Wednesday, June 10, 2020
Members of the physics and applied physics departments are participating in a Strike4BlackLives on June 10, 2020. We, and our colleagues, acknowledge that academic physics as a community has contributed to the history and present of marginalization, and we actively seek to change this. The strike calls on us to pause our regular activities, and work towards activities that uplift Black lives, including in our own community.
We welcome and invite our colleagues to read the call for the strike at strike4blacklives.com and shutdownstem.com, and to join us in this day of action. We have planned a set of activities organized by various members of the department. There are many additional options for action, for example those suggested at Strike for Black Lives.
Register in advance for Zoom activities at this link.

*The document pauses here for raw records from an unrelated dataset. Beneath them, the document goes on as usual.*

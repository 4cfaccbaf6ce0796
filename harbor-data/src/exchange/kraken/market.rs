use super::Kraken;
use crate::{Identifier, instrument::MarketInstrument, subscription::Subscription};
use serde::{Deserialize, Serialize};

/// Type that defines how to translate a Harbor [`Subscription`] into a [`Kraken`]
/// market that can be subscribed to.
///
/// eg/ "BTC/USD"
///
/// See docs: <https://docs.kraken.com/api/docs/websocket-v2/book>
#[derive(Clone, Eq, PartialEq, Ord, PartialOrd, Hash, Debug, Deserialize, Serialize)]
pub struct KrakenMarket(pub String);

impl<Kind> Identifier<KrakenMarket> for Subscription<Kraken, MarketInstrument, Kind> {
    fn id(&self) -> KrakenMarket {
        KrakenMarket(
            format!(
                "{}/{}",
                self.instrument.key.pair.base, self.instrument.key.pair.quote
            )
            .to_uppercase(),
        )
    }
}

impl AsRef<str> for KrakenMarket {
    fn as_ref(&self) -> &str {
        &self.0
    }
}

11-12:30: Community discussion on anti-Blackness and allyship
Organizers: Grad Action Committee and PUWMAS
Undergraduate and graduate students in the physics and applied physics department will be leading a discussion on structural racism and effective allyship. This will not and cannot be a comprehensive study on this topic, but we hope to open up the discussion on the origins and implications of structural racism for Black people in the United States, and start to introduce tools that we can all use to combat anti-Blackness in our broader community. We will end with a discussion on the voices and experiences of Black students in the Stanford community to show how these implications affect us at all levels. After the discussion, we encourage you to continue your own education through the list of resources provided.
Please see these links on allyship and battling white supremacy:
1:30-3: Discuss & brainstorm the AIP TEAM-UP report & assessment
Organizers: Equity and Inclusion Committee
The American Institute of Physics released a report about the "long-term systemic issues within the physics and astronomy communities that contribute to the underrepresentation of African Americans" in academia and provided actionable recommendations to reverse the trend. We will discuss the report and break out into small groups to engage with the report's content and its self-assessment rubric.

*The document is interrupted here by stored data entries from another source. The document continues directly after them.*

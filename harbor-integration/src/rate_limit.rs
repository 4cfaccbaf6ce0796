use fnv::FnvHashMap;
use parking_lot::Mutex;
use smol_str::SmolStr;
use std::{
    collections::VecDeque,
    sync::Arc,
    time::{Duration, Instant},
};
use tokio::sync::oneshot;

struct Waiter {
    tx: oneshot::Sender<()>,
}

struct Inner {
    capacity: usize,
    tokens: usize,
    interval: Duration,
    last_refill: Instant,
    waiters: VecDeque<Waiter>,
}

impl Inner {
    fn refill(&mut self) {
        let now = Instant::now();
        if now.duration_since(self.last_refill) >= self.interval {
            self.last_refill = now;
            self.tokens = self.capacity;
            while self.tokens > 0 {
                if let Some(waiter) = self.waiters.pop_front() {
                    self.tokens -= 1;
                    let _ = waiter.tx.send(());
                } else {
                    break;
                }
            }
        }
    }
}

/// Token bucket rate limiter allowing `capacity` operations every `interval`.
///
/// Safe for concurrent callers: a caller finding the bucket empty parks on a queue and is woken
/// in FIFO order by the next refill.
#[derive(Clone)]
pub struct RateLimiter {
    inner: Arc<Mutex<Inner>>,
}

impl std::fmt::Debug for RateLimiter {
    fn fmt(&self, f: &mut std::fmt::Formatter<'_>) -> std::fmt::Result {
        let inner = self.inner.lock();
        f.debug_struct("RateLimiter")
            .field("capacity", &inner.capacity)
            .field("tokens", &inner.tokens)
            .field("interval", &inner.interval)
            .finish()
    }
}

impl RateLimiter {
    /// Construct a new [`RateLimiter`] allowing `capacity` operations every `interval`.
    pub fn new(capacity: usize, interval: Duration) -> Self {
        Self {
            inner: Arc::new(Mutex::new(Inner {
                capacity,
                tokens: capacity,
                interval,
                last_refill: Instant::now(),
                waiters: VecDeque::new(),
            })),
        }
    }

    /// Acquire a permit, awaiting the next refill if the bucket is empty.
    pub async fn acquire(&self) {
        loop {
            let rx = {
                let mut inner = self.inner.lock();
                inner.refill();
                if inner.tokens > 0 {
                    inner.tokens -= 1;
                    None
                } else {
                    let (tx, rx) = oneshot::channel();
                    inner.waiters.push_back(Waiter { tx });
                    Some((rx, inner.interval))
                }
            };
            match rx {
                None => return,
                Some((rx, interval)) => {
                    // Refills only happen when a caller observes the elapsed interval, so
                    // bound the wait rather than relying on another caller arriving.
                    let _ = tokio::time::timeout(interval, rx).await;
                }
            }
        }
    }
}

/// Set of [`RateLimiter`]s keyed by host, so concurrent REST traffic to different venues never
/// contends on one bucket.
#[derive(Debug, Default, Clone)]
pub struct RateLimiterMap {
    limiters: Arc<Mutex<FnvHashMap<SmolStr, RateLimiter>>>,
}

impl RateLimiterMap {
    pub fn new() -> Self {
        Self::default()
    }

    /// Return the [`RateLimiter`] for the provided host, creating it with the provided settings
    /// on first use.
    pub fn for_host(&self, host: &str, capacity: usize, interval: Duration) -> RateLimiter {
        let mut limiters = self.limiters.lock();
        limiters
            .entry(SmolStr::from(host))
            .or_insert_with(|| RateLimiter::new(capacity, interval))
            .clone()
    }
}

#[cfg(test)]
mod tests {
    use super::*;
    use tokio::time::Instant;

    #[tokio::test]
    async fn test_rate_limit_basic() {
        let rl = RateLimiter::new(2, Duration::from_millis(50));
        rl.acquire().await;
        rl.acquire().await;
        let start = Instant::now();
        rl.acquire().await;
        assert!(start.elapsed() >= Duration::from_millis(40));
    }

    #[tokio::test]
    async fn test_rate_limiter_map_shares_bucket_per_host() {
        let map = RateLimiterMap::new();
        let a = map.for_host("api.example.com", 1, Duration::from_millis(50));
        let b = map.for_host("api.example.com", 1, Duration::from_millis(50));

        a.acquire().await;
        let start = Instant::now();
        b.acquire().await;
        assert!(start.elapsed() >= Duration::from_millis(40));
    }
}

3:30-4:30: Interactive event about the call for social justice
Facilitated by Steve Lee, PhD – Assistant Dean of Diversity and Inclusion, School of Humanities and Sciences
Joseph Brown, PhD – Graduate Diversity Recruitment Officer, School of Humanities and Sciences; Associate Director of the Office of Inclusion, Belonging, and Intergroup Communication
Steve Lee and Joseph Brown will co-facilitate an interactive session on the call for social justice. As we consider the COVID-19 pandemic, and the killing of George Floyd and the protests, how can we respond? Why is it that the voices and stories of the oppressed often seem to be forgotten or ignored? What can we do to pursue social justice, and what are some potential mis-steps to avoid? Steve and Joseph will share their thoughts on these questions, and provide opportunities for sharing and listening to your voices.
5-6: Action Circle
Organizers: Graduate Women in Physics and Applied Physics
We’ll provide a space for people to take action, whether it’s signing petitions, writing emails and letters, or donating to community organizations. We’ll have a list of resources available, including email templates, people to write to, and current policies and legislation related to policing at local, state, and national levels. This is a casual event, so feel free to drop in at any time. If you have a laundry list of petitions/emails, now’s the time to get them done!